I will be appreciated if someone can help me understand this problem.

Regards.
 
It sounds like there may be improper grounding on the RS-485 network and that you may be measuring voltages with respect to incorrect references. If you truly had over 100V difference between A or B and the common-mode reference, your devices would not survive that (RS-485 allows for only -7 to +12V difference between A or B and common).

How are all of the devices wired together (2 wires, 3 wires, shield, etc.)? Can you provide a diagram?

How are all devices powered and grounded?

Take a look at the Grounding section in the following application note for a diagram of the proper way to wire RS-485 devices together:
http://www.bobtech.ro/get?download=21:rs485-wiring-guidelines

There are several signals to consider in an RS-485 network:
  • RS-485 Noninverting data signal (+)
  • RS-485 Inverting data signal (-)
  • Common-mode reference (COM, REF, GND, Signal Ground/SG, 0V)
  • Cable Shield

You would think the first two are obvious, but not necessarily.
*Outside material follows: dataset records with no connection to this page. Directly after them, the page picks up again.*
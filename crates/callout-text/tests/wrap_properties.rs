//! Property tests for wrapping and measurement.

use callout_core::geometry::Size;
use callout_text::{FontMetrics, TextMeasurer, display_width, wrap_lines};
use proptest::prelude::*;

fn text_strategy() -> impl Strategy<Value = String> {
    prop::collection::vec(
        prop_oneof![
            "[a-z]{1,12}",
            Just(" ".to_string()),
            Just("  ".to_string()),
            Just("\n".to_string()),
            Just("日本".to_string()),
        ],
        0..40,
    )
    .prop_map(|parts| parts.concat())
}

proptest! {
    #[test]
    fn lines_never_exceed_width(text in text_strategy(), width in 2usize..40) {
        for line in wrap_lines(&text, Some(width)) {
            prop_assert!(display_width(&line) <= width, "{:?} wider than {}", line, width);
        }
    }

    #[test]
    fn wrapping_keeps_every_word(text in text_strategy(), width in 2usize..40) {
        let original: String = text.split_whitespace().collect();
        let wrapped: String = wrap_lines(&text, Some(width))
            .iter()
            .flat_map(|l| l.split_whitespace())
            .collect();
        prop_assert_eq!(original, wrapped);
    }

    #[test]
    fn at_least_one_line_per_paragraph(text in text_strategy(), width in 0usize..40) {
        let paragraphs = text.split('\n').count();
        prop_assert!(wrap_lines(&text, Some(width)).len() >= paragraphs);
    }

    #[test]
    fn measured_height_is_whole_lines(text in text_strategy(), wrap in 0u32..400) {
        let mut measurer = TextMeasurer::new(FontMetrics::new(8.0, 16)).wrap_width(wrap);
        let size = measurer.compute_size(&text, None);
        prop_assert_eq!(size.height % 16, 0);
        prop_assert!(size.height >= 16);
        if wrap >= 16 {
            prop_assert!(size.width <= wrap, "{:?} wider than {}", size, wrap);
        }
    }
}

#[test]
fn measuring_is_repeatable() {
    let mut measurer = TextMeasurer::default().wrap_width(120);
    let first = measurer.compute_size("a callout with a few words in it", None);
    let second = measurer.compute_size("a callout with a few words in it", None);
    assert_eq!(first, second);
    assert_ne!(first, Size::ZERO);
}
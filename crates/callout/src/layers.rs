#![forbid(unsafe_code)]

//! Popup layers and the two-phase bubble opener.
//!
//! Open popups form a stack. Closing a layer closes everything opened on
//! top of it first, so a bubble spawned from inside another bubble never
//! outlives its parent. Every close callback runs exactly once.

use std::fmt;

use callout_core::geometry::{Point, Size};
use callout_core::measure::Measure;
use callout_layout::{BubbleConfig, BubblePlacer, ContentFit, FittedContent, Placement, Side};

/// Identifier of an open layer.
#[derive(Debug, Clone, Copy, PartialEq, Eq, Hash, PartialOrd, Ord)]
pub struct LayerId(u64);

impl LayerId {
    /// Raw id value.
    pub const fn get(self) -> u64 {
        self.0
    }
}

type CloseFn = Box<dyn FnOnce() + Send>;

/// Open popups in stacking order, bottom first.
#[derive(Default)]
pub struct LayerStack {
    layers: Vec<(LayerId, CloseFn)>,
    next_id: u64,
}

impl fmt::Debug for LayerStack {
    fn fmt(&self, f: &mut fmt::Formatter<'_>) -> fmt::Result {
        f.debug_struct("LayerStack")
            .field("layers", &self.ids())
            .field("next_id", &self.next_id)
            .finish()
    }
}

impl LayerStack {
    pub fn new() -> Self {
        Self::default()
    }

    /// Open a layer on top. `on_close` runs when the layer is closed.
    pub fn push<F>(&mut self, on_close: F) -> LayerId
    where
        F: FnOnce() + Send + 'static,
    {
        let id = LayerId(self.next_id);
        self.next_id += 1;
        self.layers.push((id, Box::new(on_close)));
        callout_core::trace!(layer = id.0, depth = self.layers.len(), "layer opened");
        id
    }

    /// Close `id` and every layer above it, topmost first.
    ///
    /// Returns the number of layers closed; zero if `id` is not open.
    pub fn pop(&mut self, id: LayerId) -> usize {
        let Some(index) = self.layers.iter().position(|(layer, _)| *layer == id) else {
            return 0;
        };
        self.close_from(index)
    }

    /// Close every layer, topmost first.
    pub fn pop_all(&mut self) -> usize {
        self.close_from(0)
    }

    fn close_from(&mut self, index: usize) -> usize {
        let closing: Vec<_> = self.layers.drain(index..).collect();
        let count = closing.len();
        callout_core::trace!(depth = index, count, "closing layers");
        for (_, on_close) in closing.into_iter().rev() {
            on_close();
        }
        count
    }

    /// Whether `id` is still open.
    pub fn contains(&self, id: LayerId) -> bool {
        self.layers.iter().any(|(layer, _)| *layer == id)
    }

    /// Topmost open layer.
    pub fn top(&self) -> Option<LayerId> {
        self.layers.last().map(|(id, _)| *id)
    }

    /// Open layer ids, bottom first.
    pub fn ids(&self) -> Vec<LayerId> {
        self.layers.iter().map(|(id, _)| *id).collect()
    }

    pub fn len(&self) -> usize {
        self.layers.len()
    }

    pub fn is_empty(&self) -> bool {
        self.layers.is_empty()
    }
}

/// An open bubble: where it went and which layer holds it.
#[derive(Debug, Clone, PartialEq, Eq)]
pub struct Bubble {
    placement: Placement,
    content: FittedContent,
    layer: LayerId,
    closed: bool,
}

impl Bubble {
    pub const fn placement(&self) -> &Placement {
        &self.placement
    }

    /// Fitted content size and scroll state.
    pub const fn content(&self) -> &FittedContent {
        &self.content
    }

    pub const fn layer(&self) -> LayerId {
        self.layer
    }

    /// Whether this handle has closed its layer, or the layer is gone.
    pub fn is_closed(&self, stack: &LayerStack) -> bool {
        self.closed || !stack.contains(self.layer)
    }

    /// Close the bubble's layer (and anything above it). Idempotent.
    ///
    /// Returns `true` only on the call that actually closed the layer.
    pub fn close(&mut self, stack: &mut LayerStack) -> bool {
        if self.closed {
            return false;
        }
        self.closed = true;
        stack.pop(self.layer) > 0
    }
}

/// Everything [`open_bubble`] needs besides the content.
#[derive(Debug, Clone, Copy, PartialEq, Eq)]
pub struct BubbleRequest {
    pub target: Point,
    pub viewport: Size,
    pub preferred: Option<Side>,
    /// Width the content is laid out at (`None` or zero: the fit default).
    pub content_width: Option<u32>,
    /// Height above which the content scrolls (zero or `None`: never).
    pub max_height: Option<u32>,
    pub config: BubbleConfig,
    pub fit: ContentFit,
}

impl BubbleRequest {
    /// Request with default chrome and fit rules.
    pub const fn new(target: Point, viewport: Size) -> Self {
        Self {
            target,
            viewport,
            preferred: None,
            content_width: None,
            max_height: None,
            config: BubbleConfig::new(),
            fit: ContentFit::new(),
        }
    }

    #[must_use]
    pub const fn prefer(mut self, side: Side) -> Self {
        self.preferred = Some(side);
        self
    }

    #[must_use]
    pub const fn content_width(mut self, width: u32) -> Self {
        self.content_width = Some(width);
        self
    }

    #[must_use]
    pub const fn max_height(mut self, height: u32) -> Self {
        self.max_height = Some(height);
        self
    }

    #[must_use]
    pub const fn config(mut self, config: BubbleConfig) -> Self {
        self.config = config;
        self
    }

    #[must_use]
    pub const fn fit(mut self, fit: ContentFit) -> Self {
        self.fit = fit;
        self
    }
}

/// Measure `content` at the request's content width, fit it, place the bubble and open a layer for it.
pub fn open_bubble<M, C>(
    measurer: &mut M,
    content: &C,
    request: &BubbleRequest,
    stack: &mut LayerStack,
) -> Bubble
where
    M: Measure<C> + ?Sized,
    C: ?Sized,
{
    open_bubble_with(measurer, content, request, stack, || {})
}

/// [`open_bubble`] with a callback run when the bubble's layer closes.
pub fn open_bubble_with<M, C, F>(
    measurer: &mut M,
    content: &C,
    request: &BubbleRequest,
    stack: &mut LayerStack,
    on_close: F,
) -> Bubble
where
    M: Measure<C> + ?Sized,
    C: ?Sized,
    F: FnOnce() + Send + 'static,
{
    let width = request.fit.wrap_width(request.content_width);
    let measured = measurer.measure_within(content, width);
    let fitted = request.fit.fit(measured, request.max_height);
    let placement = BubblePlacer::new(request.config).place(
        request.target,
        fitted.size,
        request.preferred,
        request.viewport,
    );
    let layer = stack.push(on_close);
    callout_core::debug!(
        layer = layer.0,
        side = placement.side.as_str(),
        width = fitted.size.width,
        height = fitted.size.height,
        scrolls = fitted.scrolls(),
        "bubble opened"
    );
    Bubble {
        placement,
        content: fitted,
        layer,
        closed: false,
    }
}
Many people see + and - and think it works like a battery's + and - terminals, one is a "send" the other a "return", but this is not the case. RS-485 uses differential signaling, so really both the + and - are "sends" and the common mode-reference is the "return". Basically the - signal is always inverted, but identical to the + signal, when measured with respect to the common-mode reference. The way the RS-485 signal is interpreted is by measuring + with respect to the common-mode reference and subtracting the - with respect to common-mode reference.
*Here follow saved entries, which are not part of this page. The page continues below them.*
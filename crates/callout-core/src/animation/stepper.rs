#![forbid(unsafe_code)]

//! Fixed-cadence eased stepping with per-tick callbacks.
//!
//! A [`Stepper`] owns a [`Tween`] and an `apply` callback. Every call to
//! [`step`](Stepper::step) advances the tween by one interval (50ms by
//! default) and calls `apply(current, delta)`, where `delta` is the change
//! since the previous call. Once elapsed time reaches the duration the
//! stepper issues one last `apply(end, 0.0)` and then fires the completion
//! callback.
//!
//! # Invariants
//!
//! 1. Tick `n` reports the eased value at `n * interval`.
//! 2. The final call always carries the exact end value and a zero delta.
//! 3. Under [`FaultPolicy::Isolate`], the completion callback fires exactly
//!    once, whatever `apply` returns.
//! 4. Under [`FaultPolicy::Abort`], the first failing `apply` stops the
//!    animation: no final call, no completion callback.
//! 5. Stepping a finished or aborted stepper does nothing.
//!
//! # Example
//!
//! ```
//! use std::time::Duration;
//! use callout_core::animation::{StepOutcome, Stepper};
//!
//! let mut seen = Vec::new();
//! let mut stepper = Stepper::new(
//!     |value, _delta| {
//!         seen.push(value);
//!         Ok(())
//!     },
//!     0.0,
//!     100.0,
//!     Duration::from_millis(100),
//! );
//! assert_eq!(stepper.step().unwrap(), StepOutcome::Pending);
//! assert_eq!(stepper.step().unwrap(), StepOutcome::Finished);
//! drop(stepper);
//! assert_eq!(seen.len(), 3);
//! ```

use std::fmt;
use std::time::Duration;

use super::ticker::{RunOutcome, Ticker};
use super::{Animation, EasingFn, Tween};

/// Error type returned by a tick callback.
pub type TickError = Box<dyn std::error::Error + Send + Sync + 'static>;

/// Completion continuation.
type OnComplete = Box<dyn FnOnce() + Send>;

/// Default tick cadence.
pub const DEFAULT_INTERVAL: Duration = Duration::from_millis(50);

/// What to do when the tick callback fails.
#[derive(Debug, Clone, Copy, PartialEq, Eq, Default)]
pub enum FaultPolicy {
    /// Log and discard the error; keep animating.
    #[default]
    Isolate,
    /// Stop the animation at the first error.
    Abort,
}

/// Result of a single [`Stepper::step`].
#[derive(Debug, Clone, Copy, PartialEq, Eq)]
pub enum StepOutcome {
    /// More ticks are needed.
    Pending,
    /// The final value was delivered (or the stepper was already done).
    Finished,
}

/// Errors surfaced by the stepper.
#[derive(Debug)]
pub enum AnimationError {
    /// A tick callback failed under [`FaultPolicy::Abort`].
    Aborted {
        /// 1-based tick number; the final end-value call counts as its own tick.
        tick: u32,
        /// Error returned by the callback.
        source: TickError,
    },
}

impl fmt::Display for AnimationError {
    fn fmt(&self, f: &mut fmt::Formatter<'_>) -> fmt::Result {
        match self {
            Self::Aborted { tick, source } => {
                write!(f, "animation aborted at tick {tick}: {source}")
            }
        }
    }
}

impl std::error::Error for AnimationError {
    fn source(&self) -> Option<&(dyn std::error::Error + 'static)> {
        match self {
            Self::Aborted { source, .. } => Some(source.as_ref()),
        }
    }
}

#[derive(Debug, Clone, Copy, PartialEq, Eq)]
enum Phase {
    Running,
    Finished,
    Aborted,
}

/// Drives a [`Tween`] at a fixed cadence, reporting each value to `apply`.
pub struct Stepper<F> {
    apply: F,
    tween: Tween,
    interval: Duration,
    previous: f64,
    ticks: u32,
    policy: FaultPolicy,
    faults: u32,
    last_fault: Option<String>,
    on_complete: Option<OnComplete>,
    phase: Phase,
}

impl<F> fmt::Debug for Stepper<F> {
    fn fmt(&self, f: &mut fmt::Formatter<'_>) -> fmt::Result {
        f.debug_struct("Stepper")
            .field("tween", &self.tween)
            .field("interval", &self.interval)
            .field("ticks", &self.ticks)
            .field("policy", &self.policy)
            .field("faults", &self.faults)
            .field("phase", &self.phase)
            .finish()
    }
}

impl<F> Stepper<F>
where
    F: FnMut(f64, f64) -> Result<(), TickError>,
{
    /// Animate from `from` to `to` over `duration`, calling `apply(value, delta)`.
    pub fn new(apply: F, from: f64, to: f64, duration: Duration) -> Self {
        Self {
            apply,
            tween: Tween::new(from, to, duration),
            interval: DEFAULT_INTERVAL,
            previous: from,
            ticks: 0,
            policy: FaultPolicy::default(),
            faults: 0,
            last_fault: None,
            on_complete: None,
            phase: Phase::Running,
        }
    }

    /// Set the tick cadence (builder). A zero interval falls back to the default.
    #[must_use]
    pub fn interval(mut self, interval: Duration) -> Self {
        self.interval = if interval.is_zero() {
            DEFAULT_INTERVAL
        } else {
            interval
        };
        self
    }

    /// Set the easing function (builder).
    #[must_use]
    pub fn easing(mut self, easing: EasingFn) -> Self {
        self.tween = self.tween.easing(easing);
        self
    }

    /// Set the fault policy (builder).
    #[must_use]
    pub fn fault_policy(mut self, policy: FaultPolicy) -> Self {
        self.policy = policy;
        self
    }

    /// Register the completion continuation (builder).
    #[must_use]
    pub fn on_complete(mut self, on_complete: impl FnOnce() + Send + 'static) -> Self {
        self.on_complete = Some(Box::new(on_complete));
        self
    }

    /// Tick cadence.
    pub fn tick_interval(&self) -> Duration {
        self.interval
    }

    /// Number of ticks delivered so far, excluding the final end-value call.
    pub fn ticks(&self) -> u32 {
        self.ticks
    }

    /// Number of callback errors that were isolated.
    pub fn faults(&self) -> u32 {
        self.faults
    }

    /// Message of the most recent isolated callback error.
    pub fn last_fault(&self) -> Option<&str> {
        self.last_fault.as_deref()
    }

    /// Whether the stepper will deliver no further calls.
    pub fn is_finished(&self) -> bool {
        self.phase != Phase::Running
    }

    /// Whether the stepper stopped because of an aborting fault.
    pub fn was_aborted(&self) -> bool {
        self.phase == Phase::Aborted
    }

    /// Advance by one interval.
    pub fn step(&mut self) -> Result<StepOutcome, AnimationError> {
        if self.is_finished() {
            return Ok(StepOutcome::Finished);
        }

        self.tween.tick(self.interval);
        self.ticks += 1;

        let current = self.tween.current();
        let delta = current - self.previous;
        let result = (self.apply)(current, delta);
        self.previous = current;
        self.absorb(result, self.ticks)?;

        if !self.tween.is_complete() {
            return Ok(StepOutcome::Pending);
        }

        let end = self.tween.end();
        let result = (self.apply)(end, 0.0);
        self.previous = end;
        self.absorb(result, self.ticks + 1)?;

        self.phase = Phase::Finished;
        crate::trace!(ticks = self.ticks, faults = self.faults, "animation finished");
        if let Some(on_complete) = self.on_complete.take() {
            on_complete();
        }
        Ok(StepOutcome::Finished)
    }

    /// Step until finished, pacing each tick with `ticker`.
    ///
    /// Returns [`RunOutcome::Cancelled`] if the ticker stops before the end;
    /// the completion callback is not invoked in that case.
    pub fn run<T>(&mut self, ticker: &mut T) -> Result<RunOutcome, AnimationError>
    where
        T: Ticker + ?Sized,
    {
        while !self.is_finished() {
            if !ticker.wait(self.interval) {
                crate::debug!(ticks = self.ticks, "animation cancelled");
                return Ok(RunOutcome::Cancelled);
            }
            self.step()?;
        }
        Ok(RunOutcome::Completed)
    }

    fn absorb(&mut self, result: Result<(), TickError>, tick: u32) -> Result<(), AnimationError> {
        let Err(source) = result else {
            return Ok(());
        };
        match self.policy {
            FaultPolicy::Isolate => {
                self.faults += 1;
                let message = source.to_string();
                crate::warn!(tick, error = %message, "animation tick failed; continuing");
                self.last_fault = Some(message);
                Ok(())
            }
            FaultPolicy::Abort => {
                self.phase = Phase::Aborted;
                crate::debug!(tick, "animation aborted by tick failure");
                Err(AnimationError::Aborted { tick, source })
            }
        }
    }
}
All RS-485 devices must share the same common-mode reference. Unfortunately, this is one of the hardest things to accomplish, since it is not always obvious what an RS-485 device's common-mode reference is. And judging by the design of many RS-485 devices on the market, there are several RS-485 device vendors that seem to not understand this. Many RS-485 devices are nonisolated, and therefore, the RS-485 common-mode reference for these devices is the power supply's negative or ground terminal (half-wave rectified 24VAC devices, for example). You need to figure out and understand where the common-mode reference is on each and every one of your RS-485 devices in order to know how to properly wire them together.

As far as shielding, the shielding should be continuous across the entire bus and earthed at one end only (typically at the front-end controller).

You may have one or more devices that are not wired properly or cannot be wired properly. If this happens, then you need to install isolated RS-485 repeater(s) to isolate those devices from the rest of the network.

Start by splitting your network in half and taking voltage measurements. Continue splitting each segment in half until you no longer see issues and can narrow down the problem devices. If possible, take these measurements when there are no devices transmitting on the bus (for example, temporarily remove or disable the master from the network).
 
Hello, thanks for your answer sir,

For the wiring , i have a twisted Shielded pair , so i use the pair wires to connects A, B and i did connect the schield in one point as recommended, but for the common 'C' or 'GND' , i connected to the PE ground terminal of every slave , since i didn't have a third wire, so the ground path in my case is the return path. in attached the schematic diagram.

The voltage that i found is an AC voltage not DC voltage , the RS485 require a common voltage between -7V and 12VDC, in my case the DC voltage between A or B and the comman it's ok (arround 0 VDC) , but the AC voltage is the problem , since i notice that when the AC voltage exced a value (exemple 30 or 27VAC) the communication lost.

I will verify again the RS485 network as you required , i hope that i can some mistakes on the wirings.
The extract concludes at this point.